- [Your goal]
Select every line containing the word "empty" from the material, and copy those lines.

▼

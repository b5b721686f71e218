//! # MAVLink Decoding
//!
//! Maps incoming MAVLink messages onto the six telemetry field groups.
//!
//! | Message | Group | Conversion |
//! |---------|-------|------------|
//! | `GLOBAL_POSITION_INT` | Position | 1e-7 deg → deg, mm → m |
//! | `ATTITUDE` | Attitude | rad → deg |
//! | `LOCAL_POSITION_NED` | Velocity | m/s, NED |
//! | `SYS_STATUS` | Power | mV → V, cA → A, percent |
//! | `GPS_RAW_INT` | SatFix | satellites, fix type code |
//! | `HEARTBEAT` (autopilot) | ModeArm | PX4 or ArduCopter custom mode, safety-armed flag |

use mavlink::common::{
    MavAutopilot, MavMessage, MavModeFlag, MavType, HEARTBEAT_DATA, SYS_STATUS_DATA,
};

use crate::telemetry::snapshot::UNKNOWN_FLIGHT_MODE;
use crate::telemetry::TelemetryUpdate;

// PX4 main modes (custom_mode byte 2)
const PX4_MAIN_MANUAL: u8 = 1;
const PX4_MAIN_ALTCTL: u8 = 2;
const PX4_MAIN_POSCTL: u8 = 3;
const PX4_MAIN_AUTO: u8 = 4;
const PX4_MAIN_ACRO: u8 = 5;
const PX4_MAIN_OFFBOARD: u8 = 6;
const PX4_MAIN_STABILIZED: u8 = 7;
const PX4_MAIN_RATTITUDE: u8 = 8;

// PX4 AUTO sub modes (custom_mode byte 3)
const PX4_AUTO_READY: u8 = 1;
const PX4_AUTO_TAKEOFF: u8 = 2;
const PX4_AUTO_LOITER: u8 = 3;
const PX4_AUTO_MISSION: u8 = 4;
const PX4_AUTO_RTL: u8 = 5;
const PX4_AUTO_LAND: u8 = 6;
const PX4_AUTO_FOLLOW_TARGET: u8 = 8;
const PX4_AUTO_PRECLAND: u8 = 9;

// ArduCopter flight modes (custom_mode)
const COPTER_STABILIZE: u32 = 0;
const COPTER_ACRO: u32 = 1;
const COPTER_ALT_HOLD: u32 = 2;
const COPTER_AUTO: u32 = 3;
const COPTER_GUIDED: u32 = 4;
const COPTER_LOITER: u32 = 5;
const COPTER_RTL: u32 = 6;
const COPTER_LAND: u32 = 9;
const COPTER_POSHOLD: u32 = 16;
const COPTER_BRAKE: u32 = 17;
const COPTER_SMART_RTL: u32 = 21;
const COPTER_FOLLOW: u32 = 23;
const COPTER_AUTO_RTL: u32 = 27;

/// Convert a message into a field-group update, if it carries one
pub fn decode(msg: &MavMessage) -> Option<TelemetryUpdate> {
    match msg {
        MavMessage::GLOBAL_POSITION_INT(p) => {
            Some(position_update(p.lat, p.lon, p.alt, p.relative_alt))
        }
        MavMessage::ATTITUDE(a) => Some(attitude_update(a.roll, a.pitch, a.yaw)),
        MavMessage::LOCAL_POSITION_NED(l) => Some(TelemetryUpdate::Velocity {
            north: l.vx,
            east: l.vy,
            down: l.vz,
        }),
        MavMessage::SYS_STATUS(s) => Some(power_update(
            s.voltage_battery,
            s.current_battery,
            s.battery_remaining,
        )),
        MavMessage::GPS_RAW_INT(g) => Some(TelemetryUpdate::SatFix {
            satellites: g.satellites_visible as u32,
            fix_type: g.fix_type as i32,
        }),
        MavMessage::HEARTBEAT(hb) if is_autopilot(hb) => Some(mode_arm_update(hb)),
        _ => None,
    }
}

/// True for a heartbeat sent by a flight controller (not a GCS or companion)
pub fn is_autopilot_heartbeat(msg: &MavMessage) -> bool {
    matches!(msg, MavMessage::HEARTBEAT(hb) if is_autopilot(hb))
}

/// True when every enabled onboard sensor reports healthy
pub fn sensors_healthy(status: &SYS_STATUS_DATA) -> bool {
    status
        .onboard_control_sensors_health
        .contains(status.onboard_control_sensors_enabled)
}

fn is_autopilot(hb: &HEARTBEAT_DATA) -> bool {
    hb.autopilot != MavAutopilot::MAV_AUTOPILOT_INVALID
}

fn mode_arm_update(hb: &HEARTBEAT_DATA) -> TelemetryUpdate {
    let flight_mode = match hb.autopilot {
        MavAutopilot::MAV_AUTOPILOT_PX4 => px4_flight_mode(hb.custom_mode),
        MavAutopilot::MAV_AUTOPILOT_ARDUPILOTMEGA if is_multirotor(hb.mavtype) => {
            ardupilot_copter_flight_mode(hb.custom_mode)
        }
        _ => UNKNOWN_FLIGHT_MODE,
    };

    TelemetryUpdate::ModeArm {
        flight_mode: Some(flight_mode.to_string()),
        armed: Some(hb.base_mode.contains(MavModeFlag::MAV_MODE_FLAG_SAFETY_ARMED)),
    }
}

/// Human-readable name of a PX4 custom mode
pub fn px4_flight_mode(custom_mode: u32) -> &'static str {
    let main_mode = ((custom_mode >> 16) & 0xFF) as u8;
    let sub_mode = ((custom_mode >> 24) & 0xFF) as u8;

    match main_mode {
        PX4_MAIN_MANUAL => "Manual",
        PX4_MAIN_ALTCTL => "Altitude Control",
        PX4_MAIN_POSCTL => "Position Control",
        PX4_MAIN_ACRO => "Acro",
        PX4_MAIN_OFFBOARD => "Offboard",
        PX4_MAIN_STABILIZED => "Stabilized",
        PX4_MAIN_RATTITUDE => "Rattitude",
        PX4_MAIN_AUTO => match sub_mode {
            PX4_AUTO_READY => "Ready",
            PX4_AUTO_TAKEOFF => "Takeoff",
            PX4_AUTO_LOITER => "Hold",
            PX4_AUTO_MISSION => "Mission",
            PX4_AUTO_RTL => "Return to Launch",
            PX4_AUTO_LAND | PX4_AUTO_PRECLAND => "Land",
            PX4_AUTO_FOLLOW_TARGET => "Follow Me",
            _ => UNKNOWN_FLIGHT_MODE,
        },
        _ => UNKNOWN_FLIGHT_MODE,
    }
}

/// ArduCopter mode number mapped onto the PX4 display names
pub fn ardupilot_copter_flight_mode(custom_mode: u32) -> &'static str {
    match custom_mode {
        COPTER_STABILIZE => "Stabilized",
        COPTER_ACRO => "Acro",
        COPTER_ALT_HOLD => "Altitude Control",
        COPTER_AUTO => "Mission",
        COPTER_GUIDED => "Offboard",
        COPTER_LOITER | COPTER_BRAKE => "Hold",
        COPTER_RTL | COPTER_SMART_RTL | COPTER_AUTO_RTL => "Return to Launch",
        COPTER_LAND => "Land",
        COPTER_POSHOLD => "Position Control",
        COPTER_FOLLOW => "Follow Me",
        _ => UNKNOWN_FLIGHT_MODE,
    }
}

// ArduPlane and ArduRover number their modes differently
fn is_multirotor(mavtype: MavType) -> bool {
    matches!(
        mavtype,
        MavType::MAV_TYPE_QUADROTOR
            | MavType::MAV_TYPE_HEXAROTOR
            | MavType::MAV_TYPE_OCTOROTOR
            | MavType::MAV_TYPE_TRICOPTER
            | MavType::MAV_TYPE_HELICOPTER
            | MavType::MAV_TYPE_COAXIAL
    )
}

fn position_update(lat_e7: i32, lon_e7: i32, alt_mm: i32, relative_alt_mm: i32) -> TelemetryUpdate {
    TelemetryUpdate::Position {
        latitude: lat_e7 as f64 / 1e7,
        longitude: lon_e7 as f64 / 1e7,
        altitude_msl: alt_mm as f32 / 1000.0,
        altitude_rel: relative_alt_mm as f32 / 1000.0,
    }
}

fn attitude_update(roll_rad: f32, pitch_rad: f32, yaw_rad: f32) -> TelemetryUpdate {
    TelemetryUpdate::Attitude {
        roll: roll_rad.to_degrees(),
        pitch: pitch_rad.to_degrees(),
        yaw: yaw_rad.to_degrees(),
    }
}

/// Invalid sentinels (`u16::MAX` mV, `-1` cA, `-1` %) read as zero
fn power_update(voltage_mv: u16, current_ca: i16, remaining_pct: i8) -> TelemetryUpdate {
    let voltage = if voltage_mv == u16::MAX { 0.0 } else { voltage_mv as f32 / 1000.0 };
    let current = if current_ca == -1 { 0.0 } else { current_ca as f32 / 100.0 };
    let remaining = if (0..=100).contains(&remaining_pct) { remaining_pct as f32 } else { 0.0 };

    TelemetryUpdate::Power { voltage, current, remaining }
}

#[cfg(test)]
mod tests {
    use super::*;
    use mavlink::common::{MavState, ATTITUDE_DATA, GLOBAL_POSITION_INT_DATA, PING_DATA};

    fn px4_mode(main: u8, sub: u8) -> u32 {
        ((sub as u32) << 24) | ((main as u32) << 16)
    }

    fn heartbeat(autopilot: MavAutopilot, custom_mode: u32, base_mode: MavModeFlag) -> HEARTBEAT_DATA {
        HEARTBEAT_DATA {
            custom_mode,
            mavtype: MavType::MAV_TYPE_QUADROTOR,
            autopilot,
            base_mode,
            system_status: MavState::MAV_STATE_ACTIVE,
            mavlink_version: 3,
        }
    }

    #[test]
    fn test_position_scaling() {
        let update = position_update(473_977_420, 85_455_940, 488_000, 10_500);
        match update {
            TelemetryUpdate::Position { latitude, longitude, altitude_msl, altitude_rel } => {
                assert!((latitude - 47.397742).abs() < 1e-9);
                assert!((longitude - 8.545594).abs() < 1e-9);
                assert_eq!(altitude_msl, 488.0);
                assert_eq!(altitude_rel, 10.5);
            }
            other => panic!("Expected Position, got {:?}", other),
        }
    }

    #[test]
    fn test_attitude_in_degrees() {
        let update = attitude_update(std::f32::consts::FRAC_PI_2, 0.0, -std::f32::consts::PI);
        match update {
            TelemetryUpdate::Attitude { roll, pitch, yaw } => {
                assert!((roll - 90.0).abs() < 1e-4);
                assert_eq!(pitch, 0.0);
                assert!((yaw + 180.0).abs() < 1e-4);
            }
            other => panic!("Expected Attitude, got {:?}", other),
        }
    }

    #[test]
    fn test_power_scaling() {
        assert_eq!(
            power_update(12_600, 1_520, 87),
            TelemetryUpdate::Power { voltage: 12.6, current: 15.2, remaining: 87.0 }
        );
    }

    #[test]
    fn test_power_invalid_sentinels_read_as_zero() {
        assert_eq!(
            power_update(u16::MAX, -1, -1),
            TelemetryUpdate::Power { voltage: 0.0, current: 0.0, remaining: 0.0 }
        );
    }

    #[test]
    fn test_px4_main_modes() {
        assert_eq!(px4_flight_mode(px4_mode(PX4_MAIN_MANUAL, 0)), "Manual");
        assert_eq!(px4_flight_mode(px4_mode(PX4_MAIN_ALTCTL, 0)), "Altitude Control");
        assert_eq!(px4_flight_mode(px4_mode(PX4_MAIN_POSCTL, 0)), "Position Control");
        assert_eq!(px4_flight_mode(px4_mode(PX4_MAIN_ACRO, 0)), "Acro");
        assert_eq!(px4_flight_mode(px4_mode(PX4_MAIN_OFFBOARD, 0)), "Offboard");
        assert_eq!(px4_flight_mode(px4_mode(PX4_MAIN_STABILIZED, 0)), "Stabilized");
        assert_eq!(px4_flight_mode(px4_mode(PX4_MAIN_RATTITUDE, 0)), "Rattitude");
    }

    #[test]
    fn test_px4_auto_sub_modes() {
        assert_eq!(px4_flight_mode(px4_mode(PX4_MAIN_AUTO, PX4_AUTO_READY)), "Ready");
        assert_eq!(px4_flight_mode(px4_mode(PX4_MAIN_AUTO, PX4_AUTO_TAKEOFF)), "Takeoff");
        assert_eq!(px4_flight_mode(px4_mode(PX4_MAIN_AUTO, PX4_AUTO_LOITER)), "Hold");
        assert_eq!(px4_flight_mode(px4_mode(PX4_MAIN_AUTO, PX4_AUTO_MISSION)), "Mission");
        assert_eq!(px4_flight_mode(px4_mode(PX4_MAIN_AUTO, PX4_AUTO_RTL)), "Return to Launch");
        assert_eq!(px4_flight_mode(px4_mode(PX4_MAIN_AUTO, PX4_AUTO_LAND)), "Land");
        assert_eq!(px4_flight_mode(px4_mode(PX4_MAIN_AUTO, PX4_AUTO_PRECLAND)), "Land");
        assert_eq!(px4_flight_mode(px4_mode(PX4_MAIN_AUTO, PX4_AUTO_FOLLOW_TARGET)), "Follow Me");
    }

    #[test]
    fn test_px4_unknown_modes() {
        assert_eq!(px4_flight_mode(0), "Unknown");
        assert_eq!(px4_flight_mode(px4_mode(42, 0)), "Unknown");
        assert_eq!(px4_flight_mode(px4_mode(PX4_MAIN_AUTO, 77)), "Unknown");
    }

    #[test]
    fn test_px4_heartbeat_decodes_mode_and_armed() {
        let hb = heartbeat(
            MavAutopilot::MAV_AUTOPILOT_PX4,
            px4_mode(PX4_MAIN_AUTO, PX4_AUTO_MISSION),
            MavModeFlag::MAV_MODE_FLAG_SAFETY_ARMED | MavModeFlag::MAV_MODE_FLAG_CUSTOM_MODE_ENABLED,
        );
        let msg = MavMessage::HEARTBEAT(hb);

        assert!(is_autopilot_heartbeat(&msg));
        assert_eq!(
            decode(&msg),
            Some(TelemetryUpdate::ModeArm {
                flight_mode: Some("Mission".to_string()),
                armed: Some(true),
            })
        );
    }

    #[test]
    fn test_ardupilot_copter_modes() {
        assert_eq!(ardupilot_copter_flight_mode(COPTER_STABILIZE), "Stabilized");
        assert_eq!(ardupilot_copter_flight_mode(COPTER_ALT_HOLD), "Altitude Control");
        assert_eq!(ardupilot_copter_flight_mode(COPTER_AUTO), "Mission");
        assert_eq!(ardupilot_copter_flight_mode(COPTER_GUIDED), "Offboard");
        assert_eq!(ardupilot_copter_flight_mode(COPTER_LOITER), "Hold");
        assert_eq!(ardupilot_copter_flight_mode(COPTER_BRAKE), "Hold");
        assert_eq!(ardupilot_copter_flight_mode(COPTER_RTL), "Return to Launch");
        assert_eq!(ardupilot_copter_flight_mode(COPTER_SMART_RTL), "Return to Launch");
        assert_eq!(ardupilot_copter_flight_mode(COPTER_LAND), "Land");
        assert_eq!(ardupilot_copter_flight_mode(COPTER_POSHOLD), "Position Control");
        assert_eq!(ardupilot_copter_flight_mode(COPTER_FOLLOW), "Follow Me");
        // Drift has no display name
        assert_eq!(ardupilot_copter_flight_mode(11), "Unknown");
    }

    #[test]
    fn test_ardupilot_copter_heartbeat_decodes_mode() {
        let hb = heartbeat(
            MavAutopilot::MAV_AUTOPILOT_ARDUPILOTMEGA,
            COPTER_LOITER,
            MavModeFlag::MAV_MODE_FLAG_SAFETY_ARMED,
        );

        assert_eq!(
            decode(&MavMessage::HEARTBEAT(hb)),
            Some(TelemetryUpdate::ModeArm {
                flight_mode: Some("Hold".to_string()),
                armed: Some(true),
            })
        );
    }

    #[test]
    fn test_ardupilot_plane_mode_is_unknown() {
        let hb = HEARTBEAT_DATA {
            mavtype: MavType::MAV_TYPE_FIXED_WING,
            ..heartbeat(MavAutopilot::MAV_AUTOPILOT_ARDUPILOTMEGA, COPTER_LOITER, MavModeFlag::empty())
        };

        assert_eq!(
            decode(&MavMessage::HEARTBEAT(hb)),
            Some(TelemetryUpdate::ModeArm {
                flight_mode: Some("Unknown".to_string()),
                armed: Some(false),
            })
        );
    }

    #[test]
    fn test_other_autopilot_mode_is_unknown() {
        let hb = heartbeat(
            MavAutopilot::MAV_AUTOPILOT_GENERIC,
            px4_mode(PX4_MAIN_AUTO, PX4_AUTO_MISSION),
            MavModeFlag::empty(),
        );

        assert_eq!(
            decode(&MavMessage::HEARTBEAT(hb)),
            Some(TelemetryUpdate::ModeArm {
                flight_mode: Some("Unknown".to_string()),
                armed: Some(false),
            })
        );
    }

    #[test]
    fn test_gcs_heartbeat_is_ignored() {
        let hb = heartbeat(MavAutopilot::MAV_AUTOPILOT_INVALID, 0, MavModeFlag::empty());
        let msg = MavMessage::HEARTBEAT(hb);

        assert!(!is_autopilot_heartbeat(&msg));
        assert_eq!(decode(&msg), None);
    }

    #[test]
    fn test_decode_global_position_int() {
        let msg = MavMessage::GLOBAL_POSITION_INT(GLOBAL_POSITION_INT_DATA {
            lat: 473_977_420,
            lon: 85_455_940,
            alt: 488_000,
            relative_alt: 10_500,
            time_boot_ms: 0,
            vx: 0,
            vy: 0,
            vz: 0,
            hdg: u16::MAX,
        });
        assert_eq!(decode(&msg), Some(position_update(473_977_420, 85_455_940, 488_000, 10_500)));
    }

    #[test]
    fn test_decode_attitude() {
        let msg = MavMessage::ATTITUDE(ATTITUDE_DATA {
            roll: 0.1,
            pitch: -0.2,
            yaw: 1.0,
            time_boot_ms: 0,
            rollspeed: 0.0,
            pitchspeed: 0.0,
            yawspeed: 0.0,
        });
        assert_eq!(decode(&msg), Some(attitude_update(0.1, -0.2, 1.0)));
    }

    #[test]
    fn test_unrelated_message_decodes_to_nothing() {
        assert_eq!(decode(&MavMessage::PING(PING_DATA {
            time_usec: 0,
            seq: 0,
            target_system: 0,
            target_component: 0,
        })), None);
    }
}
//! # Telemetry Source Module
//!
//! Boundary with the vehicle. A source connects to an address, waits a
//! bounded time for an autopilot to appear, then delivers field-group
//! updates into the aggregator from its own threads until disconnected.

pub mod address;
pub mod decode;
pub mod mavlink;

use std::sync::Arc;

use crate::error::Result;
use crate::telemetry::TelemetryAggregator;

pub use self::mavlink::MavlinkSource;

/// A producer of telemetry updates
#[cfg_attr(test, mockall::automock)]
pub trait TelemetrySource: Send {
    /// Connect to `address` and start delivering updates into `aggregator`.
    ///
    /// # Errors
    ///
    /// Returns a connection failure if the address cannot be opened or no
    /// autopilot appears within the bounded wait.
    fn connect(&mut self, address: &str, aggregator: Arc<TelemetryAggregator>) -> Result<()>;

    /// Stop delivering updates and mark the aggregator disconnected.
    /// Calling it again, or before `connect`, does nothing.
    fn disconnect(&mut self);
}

▲

- [Problem solution]
            ..heartbeat(MavAutopilot::MAV_AUTOPILOT_ARDUPILOTMEGA, COPTER_LOITER, MavModeFlag::empty())
            MavModeFlag::empty(),
        let hb = heartbeat(MavAutopilot::MAV_AUTOPILOT_INVALID, 0, MavModeFlag::empty());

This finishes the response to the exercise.